CMRF-44 antibody-mediated depletion of activated human dendridic cells: a potential means for improving allograft survival1
2003; Wolters Kluwer; Volume: 75; Issue: 10 Linguagem: Inglês
10.1097/01.tp.0000062569.40977.66
ISSN1534-6080
AutoresThelma A. Koppi, David J. Munster, Len Brown, Kelli P. A. MacDonald, Derek N.J. Hart,
Tópico(s)Immune Cell Function and Interaction
ResumoActivated dendritic cells (DC) initiate immune responses by presenting antigen, including alloantigen from tissue grafts, to T lymphocytes.
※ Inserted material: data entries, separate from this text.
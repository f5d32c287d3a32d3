//! Tunables for movement reconciliation

use serde::{Deserialize, Serialize};

/// Server and client reconciliation settings.
#[derive(Debug, Clone, PartialEq, Serialize, Deserialize)]
#[serde(default)]
pub struct NetConfig {
    /// Longest time a single client move may simulate on the server
    pub max_move_delta_time: f32,
    /// Squared distance between client and server beyond which the client is corrected
    pub max_position_error_squared: f32,
    /// Minimum server time between two corrections
    pub client_error_update_rate_limit: f32,
    /// Adopt the client's position when it is within tolerance
    pub client_authoritative_position: bool,
    /// Saved moves kept for replay; the buffer is flushed when it fills up
    pub max_saved_moves: usize,
    /// Client timestamps wrap back by this much once they pass it, to keep float precision
    pub min_time_between_timestamp_resets: f32,
}

impl Default for NetConfig {
    fn default() -> Self {
        Self {
            max_move_delta_time: 0.125,
            max_position_error_squared: 3.0,
            client_error_update_rate_limit: 0.0,
            client_authoritative_position: false,
            max_saved_moves: 96,
            min_time_between_timestamp_resets: 240.0,
        }
    }
}

#[cfg(test)]
mod tests {
    use super::*;

    #[test]
    fn test_partial_config_keeps_defaults() {
        let config: NetConfig = serde_json::from_str(r#"{"max_saved_moves": 8}"#).unwrap();
        assert_eq!(config.max_saved_moves, 8);
        assert_eq!(config.max_position_error_squared, 3.0);
        assert_eq!(config.min_time_between_timestamp_resets, 240.0);
    }
}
The potential to deplete or inactivate differentiated-activated DC during allogeneic transplantation represents a new approach to immunosuppression.The authors investigated the potential of the monoclonal antibody CMRF-44, which has specificity for a DC-associated differentiation-activation antigen, to induce complement-mediated lysis of activated human DC. Peripheral blood mononuclear cells (PBMC), or purified DC preparations, were cultured overnight to activate endogenous DC, resulting in the expression of CMRF-44 antigen and CD83. These were then treated with CMRF-44 and complement. Depletion of activated DC was monitored by flow cytometry.Eighty-nine percent of activated (CD83+) DC in cultured PBMC were depleted by treatment with CMRF-44 and autologous serum (AS) (complement source; mean percentage of CD83+-CD14--CD19- cells=0.06%; cf 0.50% for heat-inactivated AS controls, P<0.0005, n=7). Ninety-five percent of cultured purified myeloid DC were depleted by this treatment, compared with only 43% of similarly treated lymphoid DC. Overnight culture also increases CMRF-44 antigen on a proportion of B cells and mononuclears, but only 24% of these cells were depleted. This treatment considerably reduced the ability of PBMC to stimulate allogeneic CD4+ CD45RA+ T lymphocytes. Similarly, the T-cell proliferative responses to recall and naive antigens were significantly reduced.CMRF-44 may be a suitable candidate for a new selective immunosuppressive strategy, targeting differentiated-activated but not resting DC. It may have applications in preventing GVHD in allogeneic bone marrow transplantation and facilitate immunoacceptance of solid organ allografts.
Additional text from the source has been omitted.